Dictionary learning based on dip patch selection training for random noise attenuation

In recent years, sparse representation is seeing increasing application to fundamental signal and image-processing tasks. In sparse representation, a signal can be expressed as a linear combination of a dictionary (atom signals) and sparse coefficients. Dictionary learning has a critical role in obtaining a state-of-the-art sparse representation. A good dictionary should capture the representative features of the data. The whole signal can be used as training patches to learn a dictionary. However, this approach suffers from high computational costs, especially for a 3D cube. A common method is to randomly select some patches from given data as training patches to accelerate the learning process. However, the random selection method without any prior information will damage the signal if the selected patches for training are inappropriately chosen from a simple structure (e.g., training patches are chosen from a simple structure to recover the complex structure). We have developed a dip-oriented dictionary learning method, which incorporates an estimation of the dip field into the selection procedure of training patches. In the proposed approach, patches with a large dip value are selected for the training. However, it is not easy to estimate an accurate dip field from the noisy data directly.
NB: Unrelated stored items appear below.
//! Per-invocation execution state.
//!
//! An `EffectContext` is created when an ability is invoked and lives until
//! the pipeline completes or aborts. Across suspensions the caller keeps it
//! alongside the `ResumeToken`; nothing inside it is rebuilt on resume.

use std::sync::Arc;

use rustc_hash::FxHashMap;
use smallvec::SmallVec;

use super::ability::AbilityDefinition;
use super::error::{StepError, StepFailure};
use crate::cards::CardInstance;
use crate::combat::OpponentDescriptor;
use crate::economy::{capacity, table_capacity};
use crate::host::{Animator, Collaborator, ConfirmPrompt, Deck, Hand, PlayerStats, StatKind};

/// Buffered `(stat, amount)` pairs of one restore run.
pub type RestoreBuffer = SmallVec<[(StatKind, i64); 4]>;

/// Collaborators lent to one ability invocation.
///
/// Any of them may be missing. A step that needs a missing collaborator
/// fails on its own; the rest of the pipeline is unaffected. A missing
/// prompt auto-confirms, a missing animator skips presentations.
///
/// ```
/// use card_encounter::effects::Collaborators;
/// use card_encounter::host::memory::SimpleStats;
/// use card_encounter::zones::CardPiles;
///
/// let mut piles = CardPiles::new(7);
/// let mut stats = SimpleStats::full(10);
/// let collaborators = Collaborators::new()
///     .with_hand(&mut piles.hand)
///     .with_deck(&mut piles.deck)
///     .with_stats(&mut stats);
/// assert!(collaborators.hand.is_some());
/// ```
#[derive(Default)]
pub struct Collaborators<'a> {
    pub hand: Option<&'a mut dyn Hand>,
    pub deck: Option<&'a mut dyn Deck>,
    pub stats: Option<&'a mut dyn PlayerStats>,
    pub prompt: Option<&'a mut dyn ConfirmPrompt>,
    pub animator: Option<&'a mut dyn Animator>,
}

impl<'a> Collaborators<'a> {
    #[must_use]
    pub fn new() -> Self {
        Self::default()
    }

    #[must_use]
    pub fn with_hand(mut self, hand: &'a mut dyn Hand) -> Self {
        self.hand = Some(hand);
        self
    }

    #[must_use]
    pub fn with_deck(mut self, deck: &'a mut dyn Deck) -> Self {
        self.deck = Some(deck);
        self
    }

    #[must_use]
    pub fn with_stats(mut self, stats: &'a mut dyn PlayerStats) -> Self {
        self.stats = Some(stats);
        self
    }

    #[must_use]
    pub fn with_prompt(mut self, prompt: &'a mut dyn ConfirmPrompt) -> Self {
        self.prompt = Some(prompt);
        self
    }

    #[must_use]
    pub fn with_animator(mut self, animator: &'a mut dyn Animator) -> Self {
        self.animator = Some(animator);
        self
    }
}

/// Table limit applied to draws made while a combat is on screen.
#[derive(Clone, Copy, Debug, PartialEq, Eq)]
pub struct TableLimit {
    pub cap: usize,
    /// Cards currently sitting in combat zones (the hand is counted live).
    pub cards_in_zones: usize,
}

/// Mutable state shared by every step of one ability invocation.
pub struct EffectContext<'a> {
    source: CardInstance,
    ability: Arc<AbilityDefinition>,
    params: FxHashMap<String, i64>,
    table: Option<TableLimit>,
    /// `Some` while a restore run is being collected.
    restore_buffer: Option<RestoreBuffer>,
    combat_request: Option<Vec<OpponentDescriptor>>,
    failures: Vec<StepFailure>,
    applied_costs: Vec<usize>,
    collaborators: Collaborators<'a>,
}

impl<'a> EffectContext<'a> {
    /// Create a context for running `ability` on behalf of `source`.
    #[must_use]
    pub fn new(
        source: CardInstance,
        ability: impl Into<Arc<AbilityDefinition>>,
        collaborators: Collaborators<'a>,
    ) -> Self {
        Self {
            source,
            ability: ability.into(),
            params: FxHashMap::default(),
            table: None,
            restore_buffer: None,
            combat_request: None,
            failures: Vec::new(),
            applied_costs: Vec::new(),
            collaborators,
        }
    }

    /// Set an integer parameter (builder pattern).
    #[must_use]
    pub fn with_param(mut self, key: impl Into<String>, value: i64) -> Self {
        self.params.insert(key.into(), value);
        self
    }

    /// Clamp draws to a table cap as well as the hand limit.
    #[must_use]
    pub fn with_table_limit(mut self, limit: TableLimit) -> Self {
        self.table = Some(limit);
        self
    }

    /// The card whose ability is running.
    #[must_use]
    pub fn source(&self) -> &CardInstance {
        &self.source
    }

    /// The ability being run.
    #[must_use]
    pub fn ability(&self) -> &Arc<AbilityDefinition> {
        &self.ability
    }

    #[must_use]
    pub fn params(&self) -> &FxHashMap<String, i64> {
        &self.params
    }

    #[must_use]
    pub fn param(&self, key: &str) -> Option<i64> {
        self.params.get(key).copied()
    }

    /// Give the collaborators back once the invocation is over.
    #[must_use]
    pub fn into_collaborators(self) -> Collaborators<'a> {
        self.collaborators
    }

    // === Collaborator access ===

    pub fn hand(&mut self) -> Result<&mut (dyn Hand + 'a), StepError> {
        match &mut self.collaborators.hand {
            Some(hand) => Ok(&mut **hand),
            None => Err(StepError::MissingCollaborator(Collaborator::Hand)),
        }
    }

    pub fn deck(&mut self) -> Result<&mut (dyn Deck + 'a), StepError> {
        match &mut self.collaborators.deck {
            Some(deck) => Ok(&mut **deck),
            None => Err(StepError::MissingCollaborator(Collaborator::Deck)),
        }
    }

    pub fn stats(&mut self) -> Result<&mut (dyn PlayerStats + 'a), StepError> {
        match &mut self.collaborators.stats {
            Some(stats) => Ok(&mut **stats),
            None => Err(StepError::MissingCollaborator(Collaborator::Stats)),
        }
    }

    pub fn prompt(&mut self) -> Option<&mut (dyn ConfirmPrompt + 'a)> {
        match &mut self.collaborators.prompt {
            Some(prompt) => Some(&mut **prompt),
            None => None,
        }
    }

    pub fn animator(&mut self) -> Option<&mut (dyn Animator + 'a)> {
        match &mut self.collaborators.animator {
            Some(animator) => Some(&mut **animator),
            None => None,
        }
    }

    #[must_use]
    pub fn has_animator(&self) -> bool {
        self.collaborators.animator.is_some()
    }

    /// How many cards a draw may add right now.
    ///
    /// Zero when there is no hand to draw into.
    #[must_use]
    pub fn draw_room(&self) -> usize {
        let Some(hand) = self.collaborators.hand.as_deref() else {
            return 0;
        };
        let mut room = capacity(hand.max_size(), hand.count());
        if let Some(limit) = self.table {
            room = room.min(table_capacity(limit.cap, hand.count() + limit.cards_in_zones));
        }
        room
    }

    // === Restore batching ===

    /// Enter batch-collection mode with an empty buffer.
    pub fn begin_restore_batch(&mut self) {
        self.restore_buffer = Some(RestoreBuffer::new());
    }

    #[must_use]
    pub fn is_collecting_restores(&self) -> bool {
        self.restore_buffer.is_some()
    }

    /// Record a restore while collecting. Ignored outside batch mode.
    pub fn push_restore(&mut self, stat: StatKind, amount: i64) {
        if let Some(buffer) = &mut self.restore_buffer {
            buffer.push((stat, amount));
        }
    }

    /// Leave batch mode and return what was collected.
    pub fn finish_restore_batch(&mut self) -> RestoreBuffer {
        self.restore_buffer.take().unwrap_or_default()
    }

    // === Outcome bookkeeping ===

    /// Record a combat the caller should start once the pipeline completes.
    pub fn request_combat(&mut self, opponents: Vec<OpponentDescriptor>) {
        self.combat_request = Some(opponents);
    }

    pub fn take_combat_request(&mut self) -> Option<Vec<OpponentDescriptor>> {
        self.combat_request.take()
    }

    pub fn record_failure(&mut self, failure: StepFailure) {
        self.failures.push(failure);
    }

    #[must_use]
    pub fn failures(&self) -> &[StepFailure] {
        &self.failures
    }

    pub fn take_failures(&mut self) -> Vec<StepFailure> {
        std::mem::take(&mut self.failures)
    }

    pub fn mark_cost_applied(&mut self, index: usize) {
        self.applied_costs.push(index);
    }

    #[must_use]
    pub fn applied_costs(&self) -> &[usize] {
        &self.applied_costs
    }
}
Hence, we first apply a curvelet-transform noise reduction method to remove some fine-scale components that presumably contain mostly random noise, and we then calculate a more reliable dip field from the preprocessed data to guide the patch selection. Numerical tests on synthetic shot records and field seismic image examples demonstrate that the proposed method can obtain a similar result compared with the method trained on the entire data set and obtain a better denoised result compared with the random selection method. We also compare the performance using of the proposed method and those methods based on curvelet thresholding and rank reduction on a synthetic shot record.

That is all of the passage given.